More regreening techniques
Other regreening techniques
Fanya Juu and Fanya Chini
Fanya Juu and Fanya Chini are rainwater harvesting techniques.
Farmers dig trenches along the contours within their farmland to prevent erosion and to capture the valuable rainwater within their land. Fanya Chini means ‘ throw it downwards’ in Swahili. It prevents the rain falling outside the farm from entering the farm, inhibiting erosion of fertile soil. Fanya Juu means ‘throw it upwards’, and prevents the rain falling within the farm to flood away, increasing the water availability for the crops on the land. In the end it helps the farmers to regreen their farms even more! The farmers in the Dodoma region, Tanzania, have implemented the Fanya Juu and Fanya Chini techniques on their land. Learn more about the benefits of Fanya Juu and Fanya Chini in this video.
One of the main causes of land degradation is overgrazing.
Grazing management is thus of great importance. By preventing livestock from grazing in the most vulnerable areas, these areas have time to recover. In our projects we spread the knowledge about the advantages and techniques of livestock and grazing management in various ways, always involving the Maasai communities. This way we aim to make the degraded areas green again.
Grazing management is used in our projects in Amboseli National Park & the Olgulului-Ololarashi Group Ranch and the Kuku Group Ranch in Kenya.
An olopololi plot is a traditional Maasai grazing management technique, which became out of practice.
The olopololi plots are marked areas of communal land, in which grazing is only allowed during specific periods, such as at the end of the dry season when there are fewer other places to graze or only for certain animals such as calves.

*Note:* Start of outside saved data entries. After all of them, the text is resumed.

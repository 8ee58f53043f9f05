//! Generic plane views
//!
//! Pixel algorithms index planes in *samples*, but frames store planes as
//! byte buffers whose row stride is expressed in bytes. The views here do
//! the conversion once: a byte stride divided by the sample size becomes a
//! sample-indexed stride, and row accessors hand out exactly `width`
//! samples so the padding tail is never touched.
//!
//! Bit-depth genericity is compile-time: [`Sample`] is closed over `u8`
//! and `u16`, and a caller picks the instantiation once per frame from the
//! validated format rather than branching inside per-pixel loops.

use crate::error::{Error, Result};
use crate::frame::Frame;

/// An unsigned integer sample, one or two bytes wide.
///
/// Sealed in practice: the frame model stores only 8- and 16-bit integer
/// samples, and the filter units validate that at construction.
pub trait Sample:
    bytemuck::Pod + Copy + Eq + std::fmt::Debug + Send + Sync + 'static
{
    /// Storage width in bytes.
    const BYTES: usize;

    /// Widen to `u32`.
    fn to_u32(self) -> u32;

    /// Narrow from `u32`; callers only pass values within the sample's
    /// declared peak.
    fn from_u32(value: u32) -> Self;
}

impl Sample for u8 {
    const BYTES: usize = 1;

    #[inline]
    fn to_u32(self) -> u32 {
        u32::from(self)
    }

    #[inline]
    fn from_u32(value: u32) -> Self {
        value as u8
    }
}

impl Sample for u16 {
    const BYTES: usize = 2;

    #[inline]
    fn to_u32(self) -> u32 {
        u32::from(self)
    }

    #[inline]
    fn from_u32(value: u32) -> Self {
        value as u16
    }
}

/// Read-only sample view of one plane.
pub struct PlaneView<'a, T: Sample> {
    samples: &'a [T],
    width: usize,
    height: usize,
    /// Row stride in samples (byte stride / sample size).
    stride: usize,
}

impl<'a, T: Sample> PlaneView<'a, T> {
    /// Build a view of `plane` within `frame`.
    ///
    /// # Errors
    ///
    /// Fails if the plane index is out of range, if `T` does not match the
    /// frame's bytes-per-sample, or if the stride is not sample-divisible.
    pub fn new(frame: &'a Frame, plane: usize) -> Result<Self> {
        let (width, height, stride) = checked_layout::<T>(frame, plane)?;
        let samples = bytemuck::cast_slice(frame.plane_data(plane)?);
        Ok(PlaneView {
            samples,
            width,
            height,
            stride,
        })
    }

    /// Plane width in samples.
    #[inline]
    pub fn width(&self) -> usize {
        self.width
    }

    /// Plane height in rows.
    #[inline]
    pub fn height(&self) -> usize {
        self.height
    }

    /// Row stride in samples.
    #[inline]
    pub fn stride(&self) -> usize {
        self.stride
    }

    /// One row of samples, padding excluded.
    ///
    /// # Panics
    ///
    /// Panics if `y >= height`.
    #[inline]
    pub fn row(&self, y: usize) -> &[T] {
        let start = y * self.stride;
        &self.samples[start..start + self.width]
    }

    /// Single sample at (x, y).
    ///
    /// # Panics
    ///
    /// Panics if out of bounds.
    #[inline]
    pub fn get(&self, x: usize, y: usize) -> T {
        self.row(y)[x]
    }

    /// Copy the plane into a tightly packed row-major vector.
    ///
    /// Used by algorithms that need a contiguous `width * height` grid;
    /// the packed width differs from the stride whenever rows carry
    /// padding.
    pub fn to_packed(&self) -> Vec<T> {
        let mut packed = Vec::with_capacity(self.width * self.height);
        for y in 0..self.height {
            packed.extend_from_slice(self.row(y));
        }
        packed
    }
}

/// Write-only sample view of one plane.
///
/// Read and write views never alias one plane: a filter reads its input
/// frame and writes a freshly allocated output frame.
pub struct PlaneViewMut<'a, T: Sample> {
    samples: &'a mut [T],
    width: usize,
    height: usize,
    stride: usize,
}

impl<'a, T: Sample> PlaneViewMut<'a, T> {
    /// Build a mutable view of `plane` within `frame`.
    ///
    /// # Errors
    ///
    /// Same conditions as [`PlaneView::new`].
    pub fn new(frame: &'a mut Frame, plane: usize) -> Result<Self> {
        let (width, height, stride) = checked_layout::<T>(frame, plane)?;
        let samples = bytemuck::cast_slice_mut(frame.plane_data_mut(plane)?);
        Ok(PlaneViewMut {
            samples,
            width,
            height,
            stride,
        })
    }

    /// Plane width in samples.
    #[inline]
    pub fn width(&self) -> usize {
        self.width
    }

    /// Plane height in rows.
    #[inline]
    pub fn height(&self) -> usize {
        self.height
    }

    /// Row stride in samples.
    #[inline]
    pub fn stride(&self) -> usize {
        self.stride
    }

    /// One mutable row of samples, padding excluded.
    ///
    /// # Panics
    ///
    /// Panics if `y >= height`.
    #[inline]
    pub fn row_mut(&mut self, y: usize) -> &mut [T] {
        let start = y * self.stride;
        &mut self.samples[start..start + self.width]
    }

    /// Write a single sample at (x, y).
    ///
    /// # Panics
    ///
    /// Panics if out of bounds.
    #[inline]
    pub fn set(&mut self, x: usize, y: usize, value: T) {
        self.row_mut(y)[x] = value;
    }

    /// Copy a tightly packed row-major grid back into the strided plane.
    ///
    /// Inverse of [`PlaneView::to_packed`]; `packed` must hold exactly
    /// `width * height` samples.
    pub fn copy_from_packed(&mut self, packed: &[T]) {
        debug_assert_eq!(packed.len(), self.width * self.height);
        for y in 0..self.height {
            let width = self.width;
            self.row_mut(y).copy_from_slice(&packed[y * width..(y + 1) * width]);
        }
    }
}

/// Validate sample width and stride, returning (width, height, stride) in
/// sample units.
fn checked_layout<T: Sample>(frame: &Frame, plane: usize) -> Result<(usize, usize, usize)> {
    let bytes = frame.format().bytes_per_sample() as usize;
    if bytes != T::BYTES {
        return Err(Error::SampleWidthMismatch {
            expected: T::BYTES,
            actual: bytes,
        });
    }
    let stride_bytes = frame.stride_bytes(plane)?;
    if stride_bytes % T::BYTES != 0 {
        return Err(Error::MisalignedStride {
            stride: stride_bytes,
            bytes: T::BYTES,
        });
    }
    Ok((
        frame.plane_width(plane)? as usize,
        frame.plane_height(plane)? as usize,
        stride_bytes / T::BYTES,
    ))
}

Together with our local partners we brought this traditional technique back into practice. We use land marks and awareness campaigns, to inform local communities in which areas grazing rules apply. Grazing committees, consisting of community members, are assigned to supervise the sustainable management of the grasslands. They closely monitor the plots, so that the grass has time to grow back.
We’ve implemented olopololi plots in our projects in Amboseli National Park & the Olgulului-Ololarashi Group Ranch in Kenya.
Stone lines are used to capture rainwater and to prevent soil erosion.
They are often used in project areas where many stones are available. Stones break the erosive force of water and increase the infiltration of water in the soil. Organic material and seeds are captured behind the stones, giving the seeds time to sprout, regreening the area. Within our projects we use stone lines in the Kuku Group Ranch.
Due to increased grazing pressure by wildlife and livestock, large areas have become devoid of trees.
By temporarily protecting deforested areas from elephants, the previously almost barren areas can turn into savannah woodlands again. This is of major importance for the biodiversity and local climate in the landscape, since it cools down the area and provides shade, food and cover for birds, insects and animals. We’ve implemented woodland exclosures in our project in Amboseli National Park in Kenya.
Even more regreening techniques
There are many more landscape restoration techniques to regreen degraded landscapes. Together with partners SamSamWater and Nature^Squared we developed the online tool Greener.LAND. The tool contains a wide variety of regreening techniques. Based on the characteristics that belong to a specific landscape, the tool advises on which types of interventions are best applicable to that particular land. Clear and basic videos and pictures help the users to apply the specific interventions on their own land. This way everyone can join the Regreen Revolution!
Bringing back vegetation has lots of positive effects on the environment, local communities and their livelihoods and biodiversity. By using a diverse range of landscape restoration techniques, we can give nature a hand and bring back vegetation in these degraded areas. When vegetation has returned, it can help to restore an entire area!